A 2008 study sought to directly compare a limited compression ultrasound evaluation plus D-dimer testing versus a whole leg duplex evaluation.3 It randomized 2098 patients to either approach, with death and DVT/PE at 3 months as the end point. In the limited compression pathway, 0.9% of patients had an untoward event at 3 months versus 1.2% in the whole leg group, which was considered equivalent. The whole leg approach diagnosed 20.4% proximal DVT initially, with 6% calf vein thrombosis; all were treated with anticoagulation. The limited compression ultrasound approach diagnosed 20.8% DVT initially. Of those with a normal initial ultrasound, 30.9% had a positive D-dimer and underwent repeat ultrasound after 1 week. No patients developed PE during this week and none were anticoagulated. After 1 week, an additional 5.5% of patients were found to have a proximal DVT. This study demonstrated that a limited compression ultrasound combined with 1-week repeat ultrasound in patients with a positive D-dimer was equivalent to a whole leg duplex study. This was presumably because the undiagnosed calf vein thrombi that will lead to proximal DVT tend to do so within 1 week. The limited compression ultrasound technique used in these studies included a single compression of the common femoral vein at the inguinal ligament, and two compressions of the popliteal vein, one at the midpoint of the popliteal fossa and the other at the distal popliteal fossa just proximal to its trifurcation.

Several studies have demonstrated that emergency medicine physicians can perform limited compression ultrasound in a few minutes with excellent results.1217 A 2008 meta-analysis showed that emergency physicians can perform limited compression ultrasound for DVT with accuracy similar to radiology-performed ultrasound.20 In addition, a 2010 study demonstrated that emergency physicians who learned to perform simple compression ultrasound in just 10 minutes had 100% accuracy for diagnosing DVT compared to a whole leg duplex ultrasound performed by radiology.17

Most algorithms for the evaluation of DVT assume ultrasound is an expensive and time-consuming procedure, and so more emphasis is placed on clinical prediction models and D-dimer assays to exclude patients from requiring ultrasound21 (Figure 17-1). However, as emergency physicians become more adept at the technique, a limited compression ultrasound examination can be performed much more swiftly than a D-dimer assay. Using an ultrasound-first algorithm, all patients with clinically suspected DVT (whether low, moderate, or high) can have a limited compression ultrasound examination performed with the plan to have a repeat ultrasound performed in 1 week (Figure 17-2).


Figure 17-1. Typical algorithm for evaluating DVT.


Figure 17-2. A clinician-performed ultrasound-based algorithm for evaluating DVT.

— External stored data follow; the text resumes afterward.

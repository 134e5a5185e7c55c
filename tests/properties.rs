mod util;

use proptest::prelude::*;
use trimesh_amr::adapt::AmrUnit;
use trimesh_amr::config::VOID_TOL;
use trimesh_amr::mesh_error::AmrError;
use trimesh_amr::mesh_generation::{GridKind, trigrid};
use trimesh_amr::topology::skeleton::MeshSkeleton;
use util::*;

fn kind_strategy() -> impl Strategy<Value = GridKind> {
    prop::sample::select(GridKind::ALL.to_vec())
}

fn unit_on(kind: GridKind) -> AmrUnit {
    AmrUnit::new(trigrid(5, 5, kind))
        .makedata("u", bumpy, true)
        .expect("field on a conforming grid")
}

/// Checks every refined mesh must pass.
fn check_refined(unit: &AmrUnit) -> Result<(), TestCaseError> {
    let mesh = unit.mesh();
    prop_assert!(!mesh.hasghosts());
    let skeleton = MeshSkeleton::from_mesh(mesh, VOID_TOL);
    prop_assert!(skeleton.is_ok(), "skeleton: {:?}", skeleton.err());
    let u = unit.field("u").expect("field u");
    prop_assert_eq!(u.len(), mesh.npoints());
    assert_void_constraints(mesh, u);
    Ok(())
}

proptest! {
    #![proptest_config(ProptestConfig::with_cases(48))]

    #[test]
    fn prop_refine_keeps_constraints_and_totals(
        kind in kind_strategy(),
        first in prop::collection::vec(0usize..40, 0..12),
        second in prop::collection::vec(0usize..120, 0..16),
    ) {
        let coarse = unit_on(kind);
        let before = total(coarse.mesh(), coarse.field("u").unwrap());

        let once = coarse.refine(&first).unwrap();
        check_refined(&once)?;
        let after = total(once.mesh(), once.field("u").unwrap());
        prop_assert!((before - after).abs() < 1e-9, "{} vs {}", before, after);

        let twice = once.refine(&second).unwrap();
        check_refined(&twice)?;
        let again = total(twice.mesh(), twice.field("u").unwrap());
        prop_assert!((before - again).abs() < 1e-9, "{} vs {}", before, again);
        prop_assert!(twice.mesh().ntriangs() >= once.mesh().ntriangs());
    }

    #[test]
    fn prop_coarsen_is_total_or_refused(
        kind in kind_strategy(),
        picks in prop::collection::vec(0usize..40, 1..12),
    ) {
        let fine = unit_on(kind).refine(&picks).unwrap();
        let cores = match fine.front_fine() {
            Ok(front) => front.suptriu().map(|s| s.trinums()).unwrap_or_default(),
            Err(e) => return Err(TestCaseError::fail(format!("front: {e}"))),
        };
        match fine.coarsen(&cores) {
            Ok(back) => {
                prop_assert!(back.mesh().ntriangs() <= fine.mesh().ntriangs());
                prop_assert_eq!(back.field("u").unwrap().len(), back.mesh().npoints());
            }
            Err(AmrError::NonMeshableCluster { .. }) => {}
            Err(e) => return Err(TestCaseError::fail(format!("coarsen: {e}"))),
        }
    }
}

Limited compression ultrasound is often of greatest value to emergency providers on evenings, nights, weekends, and holidays when diagnostic imaging services are delayed or unavailable. Although calf vein thrombosis is not assessed with a limited compression ultrasound exam, managing patients based on the results of the limited compression exam has been shown to be safe and effective. A DVT will be diagnosed in about 10–20% of patients who are assessed with limited compression ultrasound, depending on how it is used. Patients who do not have a DVT may have incidental findings that lead to another diagnosis. About 15% of patients suspected of having DVT are eventually diagnosed with a Baker’s cyst, knee effusion, or cellulitis, all of which can be visualized with ultrasound.


Upper extremity DVT is thought to account for about 5% of all DVT cases.22 The most common causes of this disease process are malignancy, central venous catheters, and pacemaker wires. The vast majority of upper extremity DVTs is due to indwelling catheters and many occur in the subclavian vein. Other sources of DVT are the axillary and internal jugular veins. External jugular vein thrombosis is extremely rare.

While simple compression ultrasound works well in the lower extremities, the subclavian vein does not lend itself to compression. Therefore, excluding an upper extremity DVT depends on Doppler ultrasound and indirect confirmation of vein patency in a major venous segment. Although it has not been well studied, this suggests that ruling out an upper extremity DVT may be more difficult for less experienced providers. It may be prudent for less experienced providers to use upper extremity ultrasound to rule in the diagnosis of DVT, but not to try to rule it out. It is often straightforward to recognize a positive finding, so it is reasonable to do a brief point-of-care exam. However, patients with a negative point-of-care exam may need further evaluation with a comprehensive ultrasound exam or a CT scan, depending on the experience of the provider and the quality of the initial exam.


Although data are lacking, upper extremity DVT is generally considered thrombosis involving the axillary and subclavian veins. Clot in the brachial and basilic veins is generally considered superficial thrombophlebitis, but some believe that this should be treated with anticoagulation. In the leg, the greater saphenous vein is considered a superficial vein, but some believe that thrombosis at this location also requires anticoagulation.7 Superficial venous thrombosis at other locations is considered to be of no significant risk for PE and is treated conservatively and without anticoagulation. On ultrasound, the appearance of superficial venous thrombosis is similar to that of a DVT with failure to compress the vein as the diagnostic criteria.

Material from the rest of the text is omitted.